Test Function 2 Wrapper

double CalculateSquareRoot(double value)
{
    //    Call the unmanaged function.
    return ::TA_CalculateSquareRoot(value);
}

Again, nothing complicated is required for this function.

Test Function 3 Wrapper

double DotProduct(array<double>^ threeTuple1, array<double>^ threeTuple2)
{
    //    Pin the arrays.
    pin_ptr<double> p1(&threeTuple1[0]);
    pin_ptr<double> p2(&threeTuple2[0]);
            
    //    Call the unmanaged function.
    return TA_DotProduct(p1, p2);
}

Now in this case, we actually have to do some work - pinning the managed arrays so that we can access them directly in the unmanaged API.

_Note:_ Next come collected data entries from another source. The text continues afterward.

// Charge summary - Duration, voltage span, current extremes, capacity and mean power
use super::format::{duration, fixed};
use super::{finite, max_capacity, max_of, mean, min_of, total_time_secs};
use crate::domain::analysis::{ChargeStats, ChargeSummary, DisplayItem, Section};
use crate::domain::battery::DataPoint;

pub fn compute(points: &[DataPoint]) -> ChargeStats {
    let (Some(first), Some(last)) = (points.first(), points.last()) else {
        return ChargeStats::default();
    };

    let currents: Vec<f64> = finite(points.iter().map(DataPoint::abs_current))
        .into_iter()
        .filter(|c| *c > 0.0)
        .collect();
    let powers: Vec<f64> = finite(points.iter().map(DataPoint::abs_power))
        .into_iter()
        .filter(|p| *p > 0.0)
        .collect();

    ChargeStats {
        total_time_secs: total_time_secs(points),
        initial_voltage: first.voltage,
        final_voltage: last.voltage,
        max_current: max_of(&currents),
        min_current: min_of(&currents),
        accumulated_capacity: max_capacity(points),
        average_power: mean(&powers),
    }
}

pub fn summarize(stats: &ChargeStats) -> ChargeSummary {
    ChargeSummary {
        total_time: duration(stats.total_time_secs),
        initial_voltage: fixed(stats.initial_voltage, 2),
        final_voltage: fixed(stats.final_voltage, 2),
        max_current: fixed(stats.max_current, 2),
        min_current: fixed(stats.min_current, 2),
        accumulated_capacity: fixed(stats.accumulated_capacity, 3),
        average_power: fixed(stats.average_power, 1),
    }
}

fn items(summary: &ChargeSummary) -> Vec<DisplayItem> {
    vec![
        DisplayItem::new("totalTime", "Общее время", summary.total_time.clone()),
        DisplayItem::new("initialVoltage", "Начальное напряжение", format!("{} В", summary.initial_voltage)),
        DisplayItem::new("finalVoltage", "Конечное напряжение", format!("{} В", summary.final_voltage)),
        DisplayItem::new("maxCurrent", "Максимальный ток", format!("{} А", summary.max_current)),
        DisplayItem::new("minCurrent", "Минимальный ток", format!("{} А", summary.min_current)),
        DisplayItem::new(
            "accumulatedCapacity",
            "Накопленная емкость",
            format!("{} Ач", summary.accumulated_capacity),
        ),
        DisplayItem::new("averagePower", "Средняя мощность", format!("{} Вт", summary.average_power)),
    ]
}

pub fn section(points: &[DataPoint]) -> Section<ChargeStats, ChargeSummary> {
    let stats = compute(points);
    let data = summarize(&stats);
    let items = if points.is_empty() { Vec::new() } else { items(&data) };
    Section { stats, data, items }
}
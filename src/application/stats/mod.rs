//! Stateless reducers over a point slice.
//!
//! Every aggregator returns zero values for empty or all-invalid input and guards each
//! division, so any slice of a log (including an empty phase selection) is safe to feed.

pub mod cc_cv;
pub mod charge;
pub mod efficiency;
pub mod format;
pub mod params;
pub mod phase_summary;
pub mod power;
pub mod thermal;

use crate::domain::battery::DataPoint;

/// Fraction of the peak current above which a sample counts as constant-current.
pub const CC_THRESHOLD_RATIO: f64 = 0.7;

const SECONDS_PER_HOUR: f64 = 3600.0;

pub(crate) fn finite(values: impl Iterator<Item = f64>) -> Vec<f64> {
    values.filter(|v| v.is_finite()).collect()
}

pub(crate) fn mean(values: &[f64]) -> f64 {
    if values.is_empty() {
        0.0
    } else {
        values.iter().sum::<f64>() / values.len() as f64
    }
}

/// Population standard deviation around `mean`.
pub(crate) fn std_deviation(values: &[f64], mean: f64) -> f64 {
    if values.is_empty() {
        return 0.0;
    }
    let variance = values.iter().map(|v| (v - mean).powi(2)).sum::<f64>() / values.len() as f64;
    variance.max(0.0).sqrt()
}

pub(crate) fn max_of(values: &[f64]) -> f64 {
    values.iter().copied().reduce(f64::max).unwrap_or(0.0)
}

pub(crate) fn min_of(values: &[f64]) -> f64 {
    values.iter().copied().reduce(f64::min).unwrap_or(0.0)
}

/// `numerator / denominator`, or 0 unless the denominator is positive and finite.
pub(crate) fn div_positive(numerator: f64, denominator: f64) -> f64 {
    if denominator > 0.0 && denominator.is_finite() {
        numerator / denominator
    } else {
        0.0
    }
}

pub(crate) fn total_time_secs(points: &[DataPoint]) -> i64 {
    match (points.first(), points.last()) {
        (Some(first), Some(last)) => last.timestamp - first.timestamp,
        _ => 0,
    }
}

pub(crate) fn total_time_hours(points: &[DataPoint]) -> f64 {
    total_time_secs(points) as f64 / SECONDS_PER_HOUR
}

/// Largest finite `|current|`, zeros included.
pub(crate) fn max_abs_current(points: &[DataPoint]) -> f64 {
    max_of(&finite(points.iter().map(DataPoint::abs_current)))
}

/// Largest finite accumulated capacity.
pub(crate) fn max_capacity(points: &[DataPoint]) -> f64 {
    max_of(&finite(points.iter().map(|p| p.ah)))
}

/// Energy in Wh: each interval weighted by the power at its closing sample.
pub(crate) fn cycle_energy_wh(points: &[DataPoint]) -> f64 {
    points
        .windows(2)
        .map(|pair| {
            let dt = (pair[1].timestamp - pair[0].timestamp) as f64 / SECONDS_PER_HOUR;
            (pair[1].abs_power(), dt)
        })
        .filter(|(power, dt)| power.is_finite() && dt.is_finite())
        .map(|(power, dt)| power * dt)
        .sum()
}

#[cfg(test)]
pub(crate) mod testing {
    use crate::domain::battery::DataPoint;

    /// Points one minute apart: `(voltage, current, ah)`.
    pub fn points(samples: &[(f64, f64, f64)]) -> Vec<DataPoint> {
        samples
            .iter()
            .enumerate()
            .map(|(i, &(voltage, current, ah))| DataPoint {
                timestamp: 1_700_000_000 + i as i64 * 60,
                voltage,
                current,
                ah,
                power_voltage: 12.0,
                temp_q1: 25,
                temp_akb: 0,
            })
            .collect()
    }
}
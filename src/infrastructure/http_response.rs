// HTTP response utilities for JSON with optional Brotli encoding
use async_compression::tokio::bufread::BrotliEncoder;
use axum::{
    body::Body,
    http::{header, HeaderMap, Response, StatusCode},
};
use serde::Serialize;
use tokio::io::AsyncReadExt;

/// Whether the client advertised Brotli in `accept-encoding`.
pub fn accepts_brotli(headers: &HeaderMap) -> bool {
    headers
        .get(header::ACCEPT_ENCODING)
        .and_then(|v| v.to_str().ok())
        .map(|s| s.split(',').any(|enc| enc.trim().starts_with("br")))
        .unwrap_or(false)
}

pub(crate) async fn brotli(bytes: Vec<u8>) -> std::io::Result<Vec<u8>> {
    let mut encoder = BrotliEncoder::new(std::io::Cursor::new(bytes));
    let mut compressed = Vec::new();
    encoder.read_to_end(&mut compressed).await?;
    Ok(compressed)
}

/// Serialize a value to JSON, compressing the body when `compress` is set.
pub async fn json_response<T: Serialize>(
    data: &T,
    status: StatusCode,
    compress: bool,
) -> Result<Response<Body>, StatusCode> {
    let json_bytes = serde_json::to_vec(data).map_err(|e| {
        tracing::error!("JSON serialization error: {}", e);
        StatusCode::INTERNAL_SERVER_ERROR
    })?;

    let (body_bytes, content_encoding) = if compress {
        let original = json_bytes.len();
        let compressed = brotli(json_bytes).await.map_err(|e| {
            tracing::error!("Brotli compression error: {}", e);
            StatusCode::INTERNAL_SERVER_ERROR
        })?;
        tracing::debug!("Compressed: {} → {} bytes", original, compressed.len());
        (compressed, Some("br"))
    } else {
        (json_bytes, None)
    };

    let mut response_builder = Response::builder()
        .status(status)
        .header(header::CONTENT_TYPE, "application/json")
        .header(header::CONTENT_LENGTH, body_bytes.len());

    if let Some(encoding) = content_encoding {
        response_builder = response_builder.header(header::CONTENT_ENCODING, encoding);
    }

    response_builder.body(Body::from(body_bytes)).map_err(|e| {
        tracing::error!("Response build error: {}", e);
        StatusCode::INTERNAL_SERVER_ERROR
    })
}
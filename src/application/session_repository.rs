// Repository trait for uploaded log sessions
use crate::domain::analysis::Scope;
use crate::domain::session::LogSession;
use async_trait::async_trait;

#[derive(Debug, Clone, PartialEq, Eq, thiserror::Error)]
pub enum RepositoryError {
    #[error("session not found: {0}")]
    NotFound(String),
    #[error("session store lock poisoned")]
    Poisoned,
}

#[async_trait]
pub trait SessionRepository: Send + Sync {
    /// Store a session and return the stored copy.
    /// A session with the same id keeps its remembered scope and takes the new label.
    async fn insert(&self, session: LogSession) -> Result<LogSession, RepositoryError>;

    async fn get(&self, id: &str) -> Result<LogSession, RepositoryError>;

    /// All sessions ordered by label
    async fn list(&self) -> Result<Vec<LogSession>, RepositoryError>;

    /// Remember the scope last chosen for a session
    async fn set_scope(&self, id: &str, scope: Scope) -> Result<(), RepositoryError>;

    async fn remove(&self, id: &str) -> Result<(), RepositoryError>;
}
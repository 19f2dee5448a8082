// Session service - Use cases for uploading, listing and analyzing logs
use crate::application::analysis_service::{AnalysisOptions, ParsedLog};
use crate::application::session_repository::{RepositoryError, SessionRepository};
use crate::domain::analysis::{AnalysisResult, Scope};
use crate::domain::session::{LogSession, SessionSummary};
use anyhow::Context;
use serde::Serialize;
use std::sync::Arc;

/// An analysis together with its session and the scope actually applied.
#[derive(Debug, Clone, Serialize)]
#[serde(rename_all = "camelCase")]
pub struct SessionAnalysis {
    pub session: SessionSummary,
    pub scope: Scope,
    pub analysis: AnalysisResult,
}

#[derive(Clone)]
pub struct SessionService {
    repository: Arc<dyn SessionRepository>,
    options: AnalysisOptions,
}

impl SessionService {
    pub fn new(repository: Arc<dyn SessionRepository>, options: AnalysisOptions) -> Self {
        Self {
            repository,
            options,
        }
    }

    /// Store a log and analyze it. Uploading the same content again keeps its remembered scope.
    pub async fn upload(&self, file_name: &str, content: String) -> anyhow::Result<SessionAnalysis> {
        let file_name = file_name.to_string();
        let (session, log) = tokio::task::spawn_blocking(move || {
            let log = ParsedLog::parse(&content);
            let session = LogSession::new(&file_name, content)
                .with_counts(log.points.len(), log.phases.len());
            (session, log)
        })
        .await
        .context("parsing task failed")?;

        let stored = self.repository.insert(session).await?;
        tracing::info!(
            id = %stored.id,
            label = %stored.label,
            points = stored.points,
            phases = stored.phases,
            "log uploaded"
        );

        self.run(stored, log).await
    }

    pub async fn list(&self) -> anyhow::Result<Vec<SessionSummary>> {
        let sessions = self.repository.list().await?;
        Ok(sessions.iter().map(LogSession::summary).collect())
    }

    /// Analyze a stored log. An explicit scope is remembered for later calls.
    pub async fn analyze(&self, id: &str, scope: Option<Scope>) -> anyhow::Result<SessionAnalysis> {
        let session = resolve_session(self.repository.as_ref(), id, scope).await?;
        let content = Arc::clone(&session.content);
        let log = tokio::task::spawn_blocking(move || ParsedLog::parse(&content))
            .await
            .context("parsing task failed")?;

        self.run(session, log).await
    }

    pub async fn remove(&self, id: &str) -> anyhow::Result<()> {
        self.repository.remove(id).await?;
        tracing::info!(id, "log removed");
        Ok(())
    }

    async fn run(&self, session: LogSession, log: ParsedLog) -> anyhow::Result<SessionAnalysis> {
        let options = self.options;
        let requested = session.selected_scope;
        let (scope, analysis) = tokio::task::spawn_blocking(move || {
            let scope = log.effective_scope(requested);
            (scope, log.analyze(scope, &options))
        })
        .await
        .context("analysis task failed")?;

        tracing::debug!(id = %session.id, %scope, "analysis complete");
        Ok(SessionAnalysis {
            session: session.summary(),
            scope,
            analysis,
        })
    }
}

/// Fetch a session, remembering `scope` when one is given.
pub(crate) async fn resolve_session(
    repository: &dyn SessionRepository,
    id: &str,
    scope: Option<Scope>,
) -> Result<LogSession, RepositoryError> {
    let mut session = repository.get(id).await?;
    if let Some(scope) = scope {
        repository.set_scope(id, scope).await?;
        session.selected_scope = scope;
    }
    Ok(session)
}
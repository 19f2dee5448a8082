// Battery log domain models
use serde::Serialize;

/// Currents inside `(-DEAD_BAND, DEAD_BAND)` inclusive are treated as sensor noise.
pub const CURRENT_DEAD_BAND: f64 = 0.01;

/// One sampled instant of a charge/discharge log.
#[derive(Debug, Clone, Copy, PartialEq, Default, Serialize)]
#[serde(rename_all = "camelCase")]
pub struct DataPoint {
    pub timestamp: i64,
    pub voltage: f64,
    pub current: f64,
    pub ah: f64,
    pub power_voltage: f64,
    pub temp_q1: i32,
    pub temp_akb: i32,
}

impl DataPoint {
    pub fn abs_current(&self) -> f64 {
        self.current.abs()
    }

    pub fn abs_power(&self) -> f64 {
        (self.voltage * self.current).abs()
    }
}

#[derive(Debug, Clone, Copy, PartialEq, Eq, Hash, Serialize)]
#[serde(rename_all = "lowercase")]
pub enum PhaseType {
    Discharge,
    Rest,
    Charge,
}

impl PhaseType {
    pub fn classify(current: f64) -> Self {
        if current < -CURRENT_DEAD_BAND {
            PhaseType::Discharge
        } else if current > CURRENT_DEAD_BAND {
            PhaseType::Charge
        } else {
            PhaseType::Rest
        }
    }

    pub fn label(&self) -> &'static str {
        match self {
            PhaseType::Discharge => "🔋 Разряд",
            PhaseType::Rest => "⏸️ Покой",
            PhaseType::Charge => "⚡ Заряд",
        }
    }
}

/// A contiguous run of points sharing one operational mode.
#[derive(Debug, Clone, PartialEq, Serialize)]
#[serde(rename_all = "camelCase")]
pub struct Phase {
    #[serde(rename = "type")]
    pub phase_type: PhaseType,
    pub start_index: usize,
    /// Inclusive.
    pub end_index: usize,
    pub duration: i64,
    pub data: Vec<DataPoint>,
    pub label: String,
}

impl Phase {
    /// Builds the phase covering `points[start..=end]`; requires `start <= end < points.len()`.
    pub(crate) fn from_range(phase_type: PhaseType, points: &[DataPoint], start: usize, end: usize) -> Self {
        let data = points[start..=end].to_vec();
        let duration = data[data.len() - 1].timestamp - data[0].timestamp;

        Self {
            phase_type,
            start_index: start,
            end_index: end,
            duration,
            data,
            label: phase_type.label().to_string(),
        }
    }

    pub fn len(&self) -> usize {
        self.data.len()
    }

    pub fn is_empty(&self) -> bool {
        self.data.is_empty()
    }
}

#[cfg(test)]
mod tests {
    use super::*;

    #[test]
    fn test_classify_dead_band() {
        assert_eq!(PhaseType::classify(-0.01), PhaseType::Rest);
        assert_eq!(PhaseType::classify(0.01), PhaseType::Rest);
        assert_eq!(PhaseType::classify(0.0), PhaseType::Rest);
        assert_eq!(PhaseType::classify(-0.011), PhaseType::Discharge);
        assert_eq!(PhaseType::classify(0.011), PhaseType::Charge);
    }

    #[test]
    fn test_phase_from_range() {
        let points: Vec<DataPoint> = (1..=6)
            .map(|ts| DataPoint {
                timestamp: ts * 10,
                current: 1.0,
                ..Default::default()
            })
            .collect();

        let phase = Phase::from_range(PhaseType::Charge, &points, 1, 4);
        assert_eq!(phase.len(), 4);
        assert_eq!(phase.duration, 30);
        assert_eq!(phase.label, "⚡ Заряд");
    }

    #[test]
    fn test_phase_serializes_type_field() {
        let points = vec![DataPoint { timestamp: 1, ..Default::default() }];
        let phase = Phase::from_range(PhaseType::Rest, &points, 0, 0);
        let json = serde_json::to_value(&phase).unwrap();
        assert_eq!(json["type"], "rest");
        assert_eq!(json["startIndex"], 0);
        assert_eq!(json["data"][0]["powerVoltage"], 0.0);
    }
}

Part 3: The C# Test Application

The final part of the solution is a C# WPF application that runs the tests. The TraditionalAPI DLL can run each test function individually or run each test a number of times. Because of this, we can compare the following:

The time taken to run x tests directly in TraditionalAPI
The time taken to run x tests via the C++/CLI interface
The time taken to run x tests via P/Invoke

The Results

Below we have the results of running each test 10000 times:

And the results of running each test 100000 times:

Conclusion

Certainly not what I would have expected. According to my research, I was expecting to see the C++/CLI interface be at least an order of magnitude faster - as it does less error checking than a P/Invoke call. Even in the case of a million function calls, the C++/CLI interface is barely faster than using P/Invoke.

As we would expect, the cost of calling any native function from a CLI application is very high if we are calling it many times - in the case of using a very talkative API, it may even be worth writing a second C++ API that takes an aggregated set of parameters and calls the functions many times - the managed to unmanaged boundary is expensive.

Further Research

Has anyone found a case where a C++/CLI wrapper really does give a solid performance boost? Is there another way to do this that I have overlooked? Please provide any suggestions and I will update the article as necessary.